Anna Prohaska (Zerlina), Dorothea Röschmann (Donna Elvira) and Maria Bengtsson (Donna Anna)
(Photo © Monika Rittershaus) 
Some of the rest of the casting was a little less persuasive. Maria Bengtsson was stretched as Donna Anna, and though Mikhail Petrenko does a very good job as Leporello, he can’t quite match Schrott’s charisma in a characterisation tailored to the Uruguayan bass’s talents. Petrenko’s voice, moreover, is short on the buffo fruitiness and basic volume that the role requires. Jan Martiník’s gentle bass, similarly, is not ideally suited to the Commendatore’s granitic pronouncements.

I’ve admired Paolo Fanale in Mozart before—particularly in the Deutsche Oper’s Così fan Tutte last season—but he was also stretched here as Don Ottavio, the lovely openness of the voice often turning to rawness. Grigory Shkarupa unveiled a healthy bass voice as Masetto, while it was a luxury to have a Anna Prohaska bringing intelligence, subtlety and sparkle to Zerlina (she was the third of the Salzburg veterans).

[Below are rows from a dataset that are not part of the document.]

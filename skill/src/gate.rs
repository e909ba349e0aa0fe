use rand::Rng;
use utils::Position;

use crate::bands::Tier;
use crate::coefficient::logistic;
use crate::complexity::adjusted_complexity_factor;
use crate::thresholds::{MAX_MATERIAL, MIN_MATERIAL};

/// Width of the sigmoid that slides the threshold across a tier.
const GATE_TRANSITION: f64 = 50.0;

/// Decides whether this position gets perturbed at all.
///
/// The chance starts near the tier's base threshold and slides toward its
/// minimum as the rating climbs through the tier; complex, early or
/// material-rich positions lower it further, never below the minimum.
pub fn should_perturb<R: Rng + ?Sized>(rating: i32, position: &Position, rng: &mut R) -> bool {
    let tier = Tier::classify(rating);
    if rating == tier.ceiling() {
        return false;
    }

    let (base, minimum) = tier.thresholds();
    let t = logistic((rating as f64 - tier.gate_midpoint()) / GATE_TRANSITION);
    let sliding = (base as f64 * (1.0 - t) + minimum as f64 * t) as i32;

    let complexity_adjustment = (adjusted_complexity_factor(rating, position) * 10.0) as i32;
    let material = position.material().clamp(MIN_MATERIAL, MAX_MATERIAL);
    let material_adjustment = (material - MIN_MATERIAL) / 6;

    let threshold = minimum.max(sliding - complexity_adjustment - material_adjustment);
    rng.gen_range(0..=100) < threshold
}
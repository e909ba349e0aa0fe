pub mod avatar;
pub mod hce;
mod piece_values;
mod traits;
pub mod wdl;

pub use avatar::{AvatarTerm, AvatarWeights};
pub use hce::{EvalTrace, EvalToggles, Evaluator, HCEConfig, TermTrace};
pub use piece_values::PieceValues;
pub use traits::{WinProbability, HCE};
pub use wdl::{WdlModel, Zone};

Don Giovanni at the Staatsoper (Photo © Monika Rittershaus)
She was not the only one, however, who seemed to be held back by Alessandro De Marchi’s conducting, which favoured lucidity above weight and drive, drawing playing from the Staatskapelle Berlin that was often short on dramatic thrust and fire—until the Supper Scene, at least. And in this production, of course, the Supper Scene is also the Final Scene, with the concluding sextet apparently deemed incompatible with Guth’s fiercely concentrated vision.

It’s a decision that raises all sorts of questions: a return to a 19th-century tradition that itself feels incompatible with certain aspects of the production—the lack of any visual response to the famous chords that announce the Commendatore’s arrival, for example—as well as the conducting, which certainly short-changed us here on big-r Romanticism. I’d not been too bothered by the omission on the small-screen, where the drama on the whole had felt more intense; here I was left feeling a great deal more unsatisfied.

Inevitably, too, the production itself has lost some of its striking contemporariness, as well as some of its sharpness, over the years. It remains in many ways, though, an exciting and superbly executed piece of theatre.

1 comment:

  1. I'm surprised Petrenko even sings Leporello - he's usually very much a Wagnerian.